TASK GOAL — Which lines in the entries below contain the string "tasks"? Show each of them in full.

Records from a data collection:
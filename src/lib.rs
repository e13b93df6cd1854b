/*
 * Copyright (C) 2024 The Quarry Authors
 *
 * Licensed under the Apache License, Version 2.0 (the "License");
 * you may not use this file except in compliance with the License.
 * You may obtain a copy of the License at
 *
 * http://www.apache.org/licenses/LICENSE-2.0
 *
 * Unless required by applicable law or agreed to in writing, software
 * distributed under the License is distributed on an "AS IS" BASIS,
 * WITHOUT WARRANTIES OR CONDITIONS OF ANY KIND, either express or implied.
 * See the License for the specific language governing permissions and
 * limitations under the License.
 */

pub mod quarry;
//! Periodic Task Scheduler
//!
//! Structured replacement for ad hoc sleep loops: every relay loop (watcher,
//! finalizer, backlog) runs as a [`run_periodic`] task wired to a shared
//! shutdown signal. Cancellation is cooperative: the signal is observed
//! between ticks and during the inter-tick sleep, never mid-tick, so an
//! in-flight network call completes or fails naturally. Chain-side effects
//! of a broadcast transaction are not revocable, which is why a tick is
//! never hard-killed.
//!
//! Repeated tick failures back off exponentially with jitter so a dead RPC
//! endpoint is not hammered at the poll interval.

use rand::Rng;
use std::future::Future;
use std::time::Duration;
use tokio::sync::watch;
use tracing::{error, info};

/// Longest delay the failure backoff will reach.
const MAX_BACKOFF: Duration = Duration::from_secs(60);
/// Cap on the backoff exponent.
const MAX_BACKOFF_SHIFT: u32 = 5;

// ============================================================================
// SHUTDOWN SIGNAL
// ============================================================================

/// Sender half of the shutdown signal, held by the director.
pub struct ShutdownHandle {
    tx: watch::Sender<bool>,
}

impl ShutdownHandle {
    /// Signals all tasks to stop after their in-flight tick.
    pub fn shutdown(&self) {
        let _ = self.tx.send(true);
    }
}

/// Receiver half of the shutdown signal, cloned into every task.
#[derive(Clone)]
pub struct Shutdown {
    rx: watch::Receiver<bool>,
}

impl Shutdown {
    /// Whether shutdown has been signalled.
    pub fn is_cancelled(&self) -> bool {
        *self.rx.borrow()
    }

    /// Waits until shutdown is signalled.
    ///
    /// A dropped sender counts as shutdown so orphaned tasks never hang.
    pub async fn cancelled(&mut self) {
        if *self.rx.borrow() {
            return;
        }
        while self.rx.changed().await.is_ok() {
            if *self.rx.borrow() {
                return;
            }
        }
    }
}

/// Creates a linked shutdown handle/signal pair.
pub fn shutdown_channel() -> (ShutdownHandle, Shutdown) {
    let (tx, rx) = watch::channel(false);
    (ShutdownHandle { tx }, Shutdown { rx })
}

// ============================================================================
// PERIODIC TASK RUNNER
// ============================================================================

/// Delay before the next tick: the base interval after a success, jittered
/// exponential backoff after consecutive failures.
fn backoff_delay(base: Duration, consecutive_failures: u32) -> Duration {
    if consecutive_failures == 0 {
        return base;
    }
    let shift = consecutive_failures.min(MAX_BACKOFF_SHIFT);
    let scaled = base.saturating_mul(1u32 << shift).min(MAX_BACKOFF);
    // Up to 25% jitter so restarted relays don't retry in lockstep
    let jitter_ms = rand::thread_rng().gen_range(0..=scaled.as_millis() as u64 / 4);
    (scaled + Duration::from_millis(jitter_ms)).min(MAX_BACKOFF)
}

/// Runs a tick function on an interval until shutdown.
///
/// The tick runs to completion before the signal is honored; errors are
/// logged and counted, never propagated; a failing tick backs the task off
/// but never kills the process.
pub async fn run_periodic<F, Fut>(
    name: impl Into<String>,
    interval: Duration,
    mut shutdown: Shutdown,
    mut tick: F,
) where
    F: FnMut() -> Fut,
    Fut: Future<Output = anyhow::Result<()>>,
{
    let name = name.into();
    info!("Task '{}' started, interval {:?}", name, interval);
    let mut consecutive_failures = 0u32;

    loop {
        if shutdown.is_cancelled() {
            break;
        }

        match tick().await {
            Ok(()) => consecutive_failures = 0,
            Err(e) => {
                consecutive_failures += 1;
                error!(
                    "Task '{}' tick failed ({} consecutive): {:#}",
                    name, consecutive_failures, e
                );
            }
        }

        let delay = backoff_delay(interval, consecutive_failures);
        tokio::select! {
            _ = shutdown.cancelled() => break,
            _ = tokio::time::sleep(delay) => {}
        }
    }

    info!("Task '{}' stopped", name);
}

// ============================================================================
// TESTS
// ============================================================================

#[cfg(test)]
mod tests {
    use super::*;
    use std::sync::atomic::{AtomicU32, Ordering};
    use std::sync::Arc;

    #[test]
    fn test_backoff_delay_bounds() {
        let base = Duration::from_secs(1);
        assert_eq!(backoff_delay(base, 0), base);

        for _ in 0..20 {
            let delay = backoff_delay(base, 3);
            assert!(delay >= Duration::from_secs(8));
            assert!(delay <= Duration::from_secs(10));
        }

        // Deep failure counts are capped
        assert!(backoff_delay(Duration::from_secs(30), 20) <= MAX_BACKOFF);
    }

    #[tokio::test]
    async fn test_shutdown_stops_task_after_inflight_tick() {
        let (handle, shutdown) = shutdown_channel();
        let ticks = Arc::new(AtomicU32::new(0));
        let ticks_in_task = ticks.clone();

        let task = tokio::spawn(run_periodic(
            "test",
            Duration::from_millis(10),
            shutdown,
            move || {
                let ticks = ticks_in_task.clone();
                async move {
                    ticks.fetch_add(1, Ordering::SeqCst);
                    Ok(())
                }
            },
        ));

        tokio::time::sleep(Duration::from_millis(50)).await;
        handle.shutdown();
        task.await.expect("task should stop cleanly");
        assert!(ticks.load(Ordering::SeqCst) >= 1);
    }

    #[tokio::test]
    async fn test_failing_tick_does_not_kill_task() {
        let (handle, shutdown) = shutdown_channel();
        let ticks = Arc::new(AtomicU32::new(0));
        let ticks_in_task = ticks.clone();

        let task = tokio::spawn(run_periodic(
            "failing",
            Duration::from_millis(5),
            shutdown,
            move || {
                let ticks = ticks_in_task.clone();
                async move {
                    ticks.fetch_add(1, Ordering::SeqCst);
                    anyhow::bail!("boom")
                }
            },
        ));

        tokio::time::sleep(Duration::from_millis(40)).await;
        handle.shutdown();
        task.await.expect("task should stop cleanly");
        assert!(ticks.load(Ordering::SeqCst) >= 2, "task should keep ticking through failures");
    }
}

OUTPUT —
    /// Signals all tasks to stop after their in-flight tick.
    /// A dropped sender counts as shutdown so orphaned tasks never hang.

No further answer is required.